In the space of 8 years, Egypt has managed to move from gas importer to gas to exporter. The discovery of new gas fields and its diplomatic influence should enable the country to become a regional energy hub, in cooperation with its neighbors.
In January 2019, Egypt again became a net exporter of gas. Today, it produces a record 6.6 billion cubic meters of gas a day – an increase of more than 30% since 2016 – making it one of the largest producers in North Africa and the Middle East.
The country has the sixth-largest oil reserves in Africa, ranks among the world’s top 20 largest natural gas reserves and has recently agreed to the construction of a gas pipeline with Cyprus.
In recent years, the eastern Mediterranean has become one of the most promising offshore drilling areas in the world. In 2015, it was Egypt that won the lot with the discovery by the Italian oil company ENI of Zohr’s deep-water gas field: with 850 billion cubic meters of recoverable gas, this is the biggest discovery of hydrocarbons ever made in this maritime area.
Recently, Eni announced the discovery of a new natural gas field in the Noor-1 well in the Noor Exploration Area. Sources close to the company believe that the potential of the new field may be compared to Zohr.
Gas wealth to benefit the country
In the past, Egypt did not take full advantage of its energy power status. In the 2000s, President Hosni Mubarak allegedly squandered the proceeds of a previous gas boom while providing lucrative contracts to his friends. An error that the current president Abdel Fattah al-Sissi does not intend to reproduce.
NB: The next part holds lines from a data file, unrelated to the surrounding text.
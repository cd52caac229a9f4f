//! File-based storage backend.

use crate::backend::StorageBackend;
use crate::error::{StorageError, StorageResult};
use parking_lot::RwLock;
use std::ffi::OsString;
use std::fs::{self, File, OpenOptions};
use std::io::{Read, Seek, SeekFrom, Write};
use std::path::{Path, PathBuf};

/// Suffix of the staging file written during [`StorageBackend::replace`].
const STAGING_SUFFIX: &str = ".compact";

/// A byte log stored in a single file.
///
/// # Durability
///
/// - `flush()` pushes data to the OS
/// - `sync()` calls `File::sync_all()`
/// - `replace()` writes a sibling staging file, syncs it and renames it over
///   the original, so a crash leaves either the old or the new file
///
/// # Example
///
/// ```no_run
/// use seqarc_storage::{StorageBackend, FileBackend};
/// use std::path::Path;
///
/// let mut backend = FileBackend::open(Path::new("genome.sqa")).unwrap();
/// backend.append(b"record").unwrap();
/// backend.sync().unwrap();
/// ```
#[derive(Debug)]
pub struct FileBackend {
    path: PathBuf,
    file: RwLock<File>,
    size: RwLock<u64>,
}

impl FileBackend {
    /// Opens or creates the file at `path`.
    ///
    /// # Errors
    ///
    /// Returns an error if the file cannot be opened or created.
    pub fn open(path: &Path) -> StorageResult<Self> {
        let file = OpenOptions::new()
            .read(true)
            .write(true)
            .create(true)
            .truncate(false)
            .open(path)?;

        let size = file.metadata()?.len();

        Ok(Self {
            path: path.to_path_buf(),
            file: RwLock::new(file),
            size: RwLock::new(size),
        })
    }

    /// Opens or creates the file, creating missing parent directories.
    ///
    /// # Errors
    ///
    /// Returns an error if directories cannot be created or the file cannot
    /// be opened.
    pub fn open_with_create_dirs(path: &Path) -> StorageResult<Self> {
        if let Some(parent) = path.parent() {
            if !parent.as_os_str().is_empty() {
                fs::create_dir_all(parent)?;
            }
        }
        Self::open(path)
    }

    /// Returns the path of the underlying file.
    #[must_use]
    pub fn path(&self) -> &Path {
        &self.path
    }

    fn staging_path(&self) -> PathBuf {
        let mut name = OsString::from(self.path.as_os_str());
        name.push(STAGING_SUFFIX);
        PathBuf::from(name)
    }
}

impl StorageBackend for FileBackend {
    fn read_at(&self, offset: u64, len: usize) -> StorageResult<Vec<u8>> {
        let size = *self.size.read();
        let end = offset.saturating_add(len as u64);

        if end > size {
            return Err(StorageError::ReadPastEnd { offset, len, size });
        }

        if len == 0 {
            return Ok(Vec::new());
        }

        let mut file = self.file.write();
        file.seek(SeekFrom::Start(offset))?;

        let mut buffer = vec![0u8; len];
        file.read_exact(&mut buffer)?;

        Ok(buffer)
    }

    fn append(&mut self, data: &[u8]) -> StorageResult<u64> {
        if data.is_empty() {
            return Ok(*self.size.read());
        }

        let mut file = self.file.write();
        let mut size = self.size.write();

        let offset = *size;
        file.seek(SeekFrom::End(0))?;
        file.write_all(data)?;
        *size += data.len() as u64;

        Ok(offset)
    }

    fn flush(&mut self) -> StorageResult<()> {
        self.file.write().flush()?;
        Ok(())
    }

    fn size(&self) -> StorageResult<u64> {
        Ok(*self.size.read())
    }

    fn sync(&mut self) -> StorageResult<()> {
        self.file.write().sync_all()?;
        Ok(())
    }

    fn truncate(&mut self, new_size: u64) -> StorageResult<()> {
        let file = self.file.write();
        let mut size = self.size.write();

        if new_size > *size {
            return Err(StorageError::TruncateBeyondEnd {
                requested: new_size,
                size: *size,
            });
        }

        file.set_len(new_size)?;
        file.sync_all()?;
        *size = new_size;

        Ok(())
    }

    fn replace(&mut self, data: &[u8]) -> StorageResult<()> {
        let staging = self.staging_path();
        {
            let mut staged = OpenOptions::new()
                .write(true)
                .create(true)
                .truncate(true)
                .open(&staging)?;
            staged.write_all(data)?;
            staged.sync_all()?;
        }

        let mut file = self.file.write();
        let mut size = self.size.write();

        if let Err(err) = fs::rename(&staging, &self.path) {
            let _ = fs::remove_file(&staging);
            return Err(err.into());
        }

        *file = OpenOptions::new().read(true).write(true).open(&self.path)?;
        *size = data.len() as u64;

        Ok(())
    }
}

#[cfg(test)]
mod tests {
    use super::*;
    use tempfile::tempdir;

    #[test]
    fn open_creates_empty_file() {
        let dir = tempdir().unwrap();
        let path = dir.path().join("regions.sqa");

        let backend = FileBackend::open(&path).unwrap();
        assert_eq!(backend.size().unwrap(), 0);
        assert!(path.exists());
        assert_eq!(backend.path(), path);
    }

    #[test]
    fn append_and_read_back() {
        let dir = tempdir().unwrap();
        let path = dir.path().join("regions.sqa");

        let mut backend = FileBackend::open(&path).unwrap();
        assert_eq!(backend.append(b"chr1").unwrap(), 0);
        assert_eq!(backend.append(b"_seg_0").unwrap(), 4);

        assert_eq!(backend.read_at(0, 10).unwrap(), b"chr1_seg_0");
        assert!(matches!(
            backend.read_at(8, 5),
            Err(StorageError::ReadPastEnd { .. })
        ));
    }

    #[test]
    fn contents_survive_reopen() {
        let dir = tempdir().unwrap();
        let path = dir.path().join("regions.sqa");

        {
            let mut backend = FileBackend::open(&path).unwrap();
            backend.append(b"persisted chunk").unwrap();
            backend.sync().unwrap();
        }

        let backend = FileBackend::open(&path).unwrap();
        assert_eq!(backend.size().unwrap(), 15);
        assert_eq!(backend.read_at(0, 15).unwrap(), b"persisted chunk");
    }

    #[test]
    fn create_dirs_for_nested_path() {
        let dir = tempdir().unwrap();
        let path = dir.path().join("a").join("b").join("regions.sqa");

        let backend = FileBackend::open_with_create_dirs(&path).unwrap();
        assert_eq!(backend.size().unwrap(), 0);
        assert!(path.exists());
    }

    #[test]
    fn truncate_removes_torn_tail() {
        let dir = tempdir().unwrap();
        let path = dir.path().join("regions.sqa");

        let mut backend = FileBackend::open(&path).unwrap();
        backend.append(b"whole").unwrap();
        backend.append(b"tor").unwrap();

        backend.truncate(5).unwrap();
        assert_eq!(backend.size().unwrap(), 5);
        assert_eq!(std::fs::metadata(&path).unwrap().len(), 5);
        assert!(backend.truncate(6).is_err());
    }

    #[test]
    fn replace_installs_new_contents() {
        let dir = tempdir().unwrap();
        let path = dir.path().join("regions.sqa");

        let mut backend = FileBackend::open(&path).unwrap();
        backend.append(b"old old old").unwrap();

        backend.replace(b"new").unwrap();
        assert_eq!(backend.size().unwrap(), 3);
        assert_eq!(backend.read_at(0, 3).unwrap(), b"new");
        assert!(!dir.path().join("regions.sqa.compact").exists());

        assert_eq!(backend.append(b"+tail").unwrap(), 3);
        drop(backend);
        assert_eq!(std::fs::read(&path).unwrap(), b"new+tail");
    }
}
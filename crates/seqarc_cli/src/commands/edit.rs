//! Commands that modify regions.
//!
//! Each command opens the catalog, applies one edit and saves.

use super::{bounds, compression, open_for_edit};
use seqarc_core::CompressionConfig;
use std::path::Path;
use tracing::info;

/// Runs the put command.
pub fn put(
    path: &Path,
    region: &str,
    content: &[u8],
    start: Option<i64>,
    end: Option<i64>,
    method: &str,
) -> Result<(), Box<dyn std::error::Error>> {
    let mut catalog = open_for_edit(path, compression(method)?)?;
    catalog.write(region, content, bounds(start, end))?;
    catalog.save()?;

    info!(region, units = content.len(), "wrote region");
    println!(
        "{region}: {} units",
        catalog.region(region).map_or(0, |r| r.size())
    );
    Ok(())
}

/// Runs the append command.
pub fn append(
    path: &Path,
    region: &str,
    content: &[u8],
    method: &str,
) -> Result<(), Box<dyn std::error::Error>> {
    let mut catalog = open_for_edit(path, compression(method)?)?;
    catalog.append(region, content)?;
    catalog.save()?;

    println!(
        "{region}: {} units",
        catalog.region(region).map_or(0, |r| r.size())
    );
    Ok(())
}

/// Runs the delete-region command.
pub fn delete_region(path: &Path, region: &str) -> Result<(), Box<dyn std::error::Error>> {
    let mut catalog = open_for_edit(path, CompressionConfig::default())?;
    catalog.delete_region(region)?;
    catalog.save()?;

    println!("Deleted region {region}");
    Ok(())
}

/// Runs the set-capacity command.
pub fn set_capacity(
    path: &Path,
    region: &str,
    capacity: usize,
) -> Result<(), Box<dyn std::error::Error>> {
    let mut catalog = open_for_edit(path, CompressionConfig::default())?;
    catalog.set_region_capacity(region, capacity)?;
    catalog.save()?;

    let segments = catalog.region(region).map_or(0, |r| r.segment_count());
    println!("{region}: capacity {capacity}, {segments} segments");
    Ok(())
}
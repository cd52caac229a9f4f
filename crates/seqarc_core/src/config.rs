//! Catalog configuration.

use crate::compression::CompressionConfig;

/// Default number of units per segment.
pub const DEFAULT_CAPACITY: usize = 1000;

/// Configuration for opening an archive and the catalog stored in it.
#[derive(Debug, Clone, Copy, PartialEq, Eq)]
pub struct Config {
    /// Segment capacity given to newly created regions.
    pub default_capacity: usize,

    /// How segments are compressed when persisted.
    pub compression: CompressionConfig,

    /// Whether to create the archive file if it doesn't exist.
    pub create_if_missing: bool,

    /// Whether to hold an advisory writer lock on the archive.
    pub lock: bool,

    /// Whether `save` syncs the archive to disk (otherwise it only flushes).
    pub sync_on_save: bool,
}

impl Default for Config {
    fn default() -> Self {
        Self {
            default_capacity: DEFAULT_CAPACITY,
            compression: CompressionConfig::lz4(),
            create_if_missing: true,
            lock: true,
            sync_on_save: true,
        }
    }
}

impl Config {
    /// Creates a new configuration with default values.
    #[must_use]
    pub fn new() -> Self {
        Self::default()
    }

    /// Sets the capacity of newly created regions.
    #[must_use]
    pub const fn default_capacity(mut self, capacity: usize) -> Self {
        self.default_capacity = capacity;
        self
    }

    /// Sets the compression used for persisted segments.
    #[must_use]
    pub const fn compression(mut self, compression: CompressionConfig) -> Self {
        self.compression = compression;
        self
    }

    /// Sets whether to create a missing archive.
    #[must_use]
    pub const fn create_if_missing(mut self, value: bool) -> Self {
        self.create_if_missing = value;
        self
    }

    /// Sets whether to take the writer lock.
    #[must_use]
    pub const fn lock(mut self, value: bool) -> Self {
        self.lock = value;
        self
    }

    /// Sets whether `save` syncs to disk.
    #[must_use]
    pub const fn sync_on_save(mut self, value: bool) -> Self {
        self.sync_on_save = value;
        self
    }
}

#[cfg(test)]
mod tests {
    use super::*;
    use crate::compression::CompressionMethod;

    #[test]
    fn default_config() {
        let config = Config::default();
        assert_eq!(config.default_capacity, 1000);
        assert_eq!(config.compression.method, CompressionMethod::Lz4);
        assert!(config.create_if_missing);
        assert!(config.lock);
        assert!(config.sync_on_save);
    }

    #[test]
    fn builder_pattern() {
        let config = Config::new()
            .default_capacity(64)
            .compression(CompressionConfig::zstd(9))
            .lock(false)
            .sync_on_save(false);

        assert_eq!(config.default_capacity, 64);
        assert_eq!(config.compression, CompressionConfig::zstd(9));
        assert!(!config.lock);
        assert!(!config.sync_on_save);
    }
}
In order for this new influx of “blue gold” to directly benefit the greatest number of Egyptians, the government intends to take advantage of this opportunity to ensure a flexible energy transition. It thus encourages motorists to abandon gasoline and diesel for the benefit of gas. To date, 250 000 cars out of the country’s 10 million vehicles have made the transition, according to a New York Times article.